Addition of losartan to FOLFIRINOX and chemoradiation reduces immunosuppression-associated genes, Tregs and FOXP3+ cancer cells in locally advanced pancreatic cancer

Purpose: Adding losartan (LOS) to FOLFIRINOX (FFX) chemotherapy followed by chemoradiation (CRT) resulted in 61% R0 surgical resection in our phase II trial in patients with locally advanced pancreatic cancer (LAPC). Here we identify potential mechanisms of benefit by assessing the effects of neoadjuvant losartan on the stromal tumor microenvironment. Experimental Design: We performed a gene expression and immunofluorescence (IF) analysis using archived surgical samples from patients treated with LOS+FFX+CRT (NCT01821729), FFX+CRT (NCT01591733) or surgery upfront, without any neoadjuvant therapy. We also conducted a longitudinal analysis of multiple biomarkers in the plasma of treated patients. Results: In comparison to FFX+CRT, LOS+FFX+CRT downregulated immunosuppression and pro-invasion genes.
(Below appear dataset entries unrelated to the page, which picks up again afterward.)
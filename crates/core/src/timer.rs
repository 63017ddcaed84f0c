// SPDX-License-Identifier: MIT
// Copyright (c) 2026 Alfred Jean LLC

//! Core timer types.
//!
//! This module contains the data exchanged with the remote timer authority:
//! TimerSnapshot, SavedTimerState, and the donation types used to add time.

use chrono::{DateTime, Utc};
use serde::{de, Deserialize, Deserializer, Serialize};
use std::fmt;
use std::str::FromStr;

use crate::error::{Error, Result};
use crate::format::format_hms;

/// Direction a timer counts in. Fixed for the lifetime of a timer.
#[derive(Debug, Clone, Copy, PartialEq, Eq, Serialize, Deserialize)]
#[serde(rename_all = "SCREAMING_SNAKE_CASE")]
pub enum TimerType {
    /// Counts down towards zero and never goes below it.
    Countdown,
    /// Counts up from its initial value.
    Countup,
}

impl TimerType {
    /// Returns the wire representation.
    pub fn as_str(&self) -> &'static str {
        match self {
            TimerType::Countdown => "COUNTDOWN",
            TimerType::Countup => "COUNTUP",
        }
    }
}

impl fmt::Display for TimerType {
    fn fmt(&self, f: &mut fmt::Formatter<'_>) -> fmt::Result {
        write!(f, "{}", self.as_str())
    }
}

impl FromStr for TimerType {
    type Err = Error;

    fn from_str(s: &str) -> Result<Self> {
        match s.to_uppercase().as_str() {
            "COUNTDOWN" => Ok(TimerType::Countdown),
            "COUNTUP" => Ok(TimerType::Countup),
            _ => Err(Error::InvalidTimerType(s.to_string())),
        }
    }
}

/// Run status reported by the remote authority.
#[derive(Debug, Clone, Copy, PartialEq, Eq, Serialize, Deserialize)]
#[serde(rename_all = "SCREAMING_SNAKE_CASE")]
pub enum TimerStatus {
    Running,
    Paused,
    Stopped,
}

impl TimerStatus {
    /// Returns the wire representation.
    pub fn as_str(&self) -> &'static str {
        match self {
            TimerStatus::Running => "RUNNING",
            TimerStatus::Paused => "PAUSED",
            TimerStatus::Stopped => "STOPPED",
        }
    }

    /// True while the timer is advancing.
    pub fn is_active(&self) -> bool {
        matches!(self, TimerStatus::Running)
    }

    pub fn is_paused(&self) -> bool {
        matches!(self, TimerStatus::Paused)
    }

    pub fn is_stopped(&self) -> bool {
        matches!(self, TimerStatus::Stopped)
    }
}

impl fmt::Display for TimerStatus {
    fn fmt(&self, f: &mut fmt::Formatter<'_>) -> fmt::Result {
        write!(f, "{}", self.as_str())
    }
}

impl FromStr for TimerStatus {
    type Err = Error;

    fn from_str(s: &str) -> Result<Self> {
        match s.to_uppercase().as_str() {
            "RUNNING" => Ok(TimerStatus::Running),
            "PAUSED" => Ok(TimerStatus::Paused),
            "STOPPED" => Ok(TimerStatus::Stopped),
            _ => Err(Error::InvalidStatus(s.to_string())),
        }
    }
}

/// Accepts any finite JSON number and truncates it to whole seconds.
fn whole_seconds<'de, D>(deserializer: D) -> std::result::Result<i64, D::Error>
where
    D: Deserializer<'de>,
{
    let value = f64::deserialize(deserializer)?;
    if !value.is_finite() {
        return Err(de::Error::custom("currentTime must be a finite number"));
    }
    Ok(value.trunc() as i64)
}

/// Complete description of a timer at a point in time.
#[derive(Debug, Clone, PartialEq, Serialize, Deserialize)]
#[serde(rename_all = "camelCase")]
pub struct TimerSnapshot {
    /// Stable identifier of the logical timer.
    pub timer_key: String,
    /// Human-readable label.
    #[serde(default, skip_serializing_if = "Option::is_none")]
    pub timer_name: Option<String>,
    /// Seconds remaining (countdown) or elapsed (count-up).
    #[serde(deserialize_with = "whole_seconds")]
    pub current_time: i64,
    pub status: TimerStatus,
    #[serde(rename = "type")]
    pub timer_type: TimerType,
    /// Server timestamp used for staleness comparison.
    pub last_updated: DateTime<Utc>,
    #[serde(default, skip_serializing_if = "Option::is_none")]
    pub target_minutes: Option<i64>,
    /// Display string precomputed by the server.
    #[serde(default, skip_serializing_if = "Option::is_none")]
    pub formatted_time: Option<String>,
}

impl TimerSnapshot {
    /// Creates a snapshot with no optional fields set.
    pub fn new(
        timer_key: impl Into<String>,
        timer_type: TimerType,
        status: TimerStatus,
        current_time: i64,
        last_updated: DateTime<Utc>,
    ) -> Self {
        TimerSnapshot {
            timer_key: timer_key.into(),
            timer_name: None,
            current_time,
            status,
            timer_type,
            last_updated,
            target_minutes: None,
            formatted_time: None,
        }
    }

    pub fn is_active(&self) -> bool {
        self.status.is_active()
    }

    pub fn is_paused(&self) -> bool {
        self.status.is_paused()
    }

    pub fn is_stopped(&self) -> bool {
        self.status.is_stopped()
    }

    /// True for a running countdown that has reached zero.
    pub fn countdown_expired(&self) -> bool {
        self.timer_type == TimerType::Countdown && self.current_time == 0 && self.is_active()
    }

    /// Text to show on the overlay: the server's string if it sent one.
    pub fn display_time(&self) -> String {
        match &self.formatted_time {
            Some(formatted) => formatted.clone(),
            None => format_hms(self.current_time),
        }
    }
}

/// A named snapshot stored by the remote authority.
#[derive(Debug, Clone, PartialEq, Serialize, Deserialize)]
#[serde(rename_all = "camelCase")]
pub struct SavedTimerState {
    #[serde(default, skip_serializing_if = "Option::is_none")]
    pub state_id: Option<String>,
    /// Older servers identify saved states by timer key.
    #[serde(default, skip_serializing_if = "Option::is_none")]
    pub timer_key: Option<String>,
    #[serde(default, skip_serializing_if = "Option::is_none")]
    pub timer_name: Option<String>,
    #[serde(default, skip_serializing_if = "Option::is_none")]
    pub name: Option<String>,
    #[serde(default, skip_serializing_if = "Option::is_none")]
    pub description: Option<String>,
    #[serde(rename = "type")]
    pub timer_type: TimerType,
    #[serde(deserialize_with = "whole_seconds")]
    pub current_time: i64,
    pub status: TimerStatus,
    pub last_updated: DateTime<Utc>,
}

impl SavedTimerState {
    /// Identifier to pass back when loading this state.
    pub fn id(&self) -> Option<&str> {
        self.state_id.as_deref().or(self.timer_key.as_deref())
    }
}

/// Key and display name of the timer a session controls.
#[derive(Debug, Clone, PartialEq, Eq)]
pub struct TimerIdentity {
    pub key: String,
    pub name: String,
}

impl TimerIdentity {
    /// Creates an identity. The key must not be blank.
    pub fn new(key: impl Into<String>, name: impl Into<String>) -> Result<Self> {
        let key = key.into();
        if key.trim().is_empty() {
            return Err(Error::InvalidInput("timer key cannot be empty".to_string()));
        }
        Ok(TimerIdentity {
            key,
            name: name.into(),
        })
    }

    /// The name as sent on the wire; blank names are omitted.
    pub fn wire_name(&self) -> Option<String> {
        if self.name.trim().is_empty() {
            None
        } else {
            Some(self.name.clone())
        }
    }
}

/// Source of a donation that adds time.
#[derive(Debug, Clone, Copy, PartialEq, Eq, Serialize, Deserialize)]
#[serde(rename_all = "SCREAMING_SNAKE_CASE")]
pub enum DonationType {
    Bits,
    Raid,
    Subscription,
}

impl DonationType {
    pub fn as_str(&self) -> &'static str {
        match self {
            DonationType::Bits => "BITS",
            DonationType::Raid => "RAID",
            DonationType::Subscription => "SUBSCRIPTION",
        }
    }
}

impl fmt::Display for DonationType {
    fn fmt(&self, f: &mut fmt::Formatter<'_>) -> fmt::Result {
        write!(f, "{}", self.as_str())
    }
}

impl FromStr for DonationType {
    type Err = Error;

    fn from_str(s: &str) -> Result<Self> {
        match s.to_uppercase().as_str() {
            "BITS" => Ok(DonationType::Bits),
            "RAID" => Ok(DonationType::Raid),
            "SUBSCRIPTION" | "SUB" => Ok(DonationType::Subscription),
            _ => Err(Error::InvalidDonationType(s.to_string())),
        }
    }
}

/// Attribution attached to an add-time command.
#[derive(Debug, Clone, PartialEq, Eq, Serialize, Deserialize)]
#[serde(rename_all = "camelCase")]
pub struct DonationMetadata {
    pub username: String,
    #[serde(default, skip_serializing_if = "Option::is_none")]
    pub message: Option<String>,
    #[serde(default, skip_serializing_if = "Option::is_none")]
    pub emotes: Option<Vec<String>>,
    /// Bit count, BITS only.
    #[serde(default, skip_serializing_if = "Option::is_none")]
    pub bits: Option<u32>,
    /// Raiding viewer count, RAID only.
    #[serde(default, skip_serializing_if = "Option::is_none")]
    pub viewers: Option<u32>,
}

/// A donation: its type plus attribution.
#[derive(Debug, Clone, PartialEq, Eq)]
pub struct Donation {
    pub kind: DonationType,
    pub metadata: DonationMetadata,
}

impl Donation {
    fn with_kind(kind: DonationType, username: impl Into<String>) -> Self {
        Donation {
            kind,
            metadata: DonationMetadata {
                username: username.into(),
                message: None,
                emotes: None,
                bits: None,
                viewers: None,
            },
        }
    }

    /// A cheer of `bits` bits.
    pub fn bits(username: impl Into<String>, bits: u32) -> Self {
        let mut donation = Self::with_kind(DonationType::Bits, username);
        donation.metadata.bits = Some(bits);
        donation
    }

    /// A raid bringing `viewers` viewers.
    pub fn raid(username: impl Into<String>, viewers: u32) -> Self {
        let mut donation = Self::with_kind(DonationType::Raid, username);
        donation.metadata.viewers = Some(viewers);
        donation
    }

    pub fn subscription(username: impl Into<String>) -> Self {
        Self::with_kind(DonationType::Subscription, username)
    }

    pub fn with_message(mut self, message: impl Into<String>) -> Self {
        self.metadata.message = Some(message.into());
        self
    }

    pub fn with_emotes(mut self, emotes: Vec<String>) -> Self {
        self.metadata.emotes = Some(emotes);
        self
    }

    /// Checks the attribution fields required for this donation type.
    pub fn validate(&self) -> Result<()> {
        if self.metadata.username.trim().is_empty() {
            return Err(Error::InvalidInput(
                "donation username cannot be empty".to_string(),
            ));
        }
        match self.kind {
            DonationType::Bits if self.metadata.bits.is_none() => Err(Error::InvalidInput(
                "BITS donations require a bit count".to_string(),
            )),
            DonationType::Raid if self.metadata.viewers.is_none() => Err(Error::InvalidInput(
                "RAID donations require a viewer count".to_string(),
            )),
            _ => Ok(()),
        }
    }
}

/// One entry of a timer's donation history.
#[derive(Debug, Clone, PartialEq, Serialize, Deserialize)]
#[serde(rename_all = "camelCase")]
pub struct DonationRecord {
    #[serde(rename = "type")]
    pub kind: DonationType,
    pub minutes_added: f64,
    pub username: String,
    #[serde(default, skip_serializing_if = "Option::is_none")]
    pub bits: Option<u32>,
    #[serde(default, skip_serializing_if = "Option::is_none")]
    pub viewers: Option<u32>,
}

#[cfg(test)]
#[path = "timer_tests.rs"]
mod tests;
Overall survival (OS) was associated with DC and antigen presentation genes for patients treated with FFX+CRT, and with immunosuppression and invasion genes or DC– and blood vessel-related genes for those treated with LOS+FFX+CRT. Furthermore, losartan induced specific changes in circulating levels of IL-8, sTie2 and TGF-. IF revealed significantly less residual disease in lesions treated with LOS+FFX+CRT. Lastly, patients with a complete/near complete pathological response in the LOS+FFX+CRT-treated group had reduced CD4+FOXP3+ regulatory T cells (Tregs), fewer immunosuppressive FOXP3+ cancer cells (C-FOXP3) and increased CD8+ T cells in PDAC lesions. Conclusions: Adding losartan to FFX+CRT reduced pro-invasion and immunosuppression related genes which were associated with improved survival in patients with LAPC. Lesions from responders in the LOS+FFX+CRT-treated group had reduced Tregs, decreased C-FOXP3 and increased CD8+ T cells. These findings suggest that losartan may potentiate the benefit of FFX+CRT by reducing immunosuppression. Analysis of gene expression in the immune TME in resected PDAC samples. To characterize the effects and identify potential molecular mechanisms of cytotoxic agents in combination with losartan on the immune TME, we used the nCounter PanCancer Immune Profiling Panel of 730 genes (NanoString) to analyze the RNA extracted from formalin-fixed paraffin embedded (FFPE) PDAC tissue sections.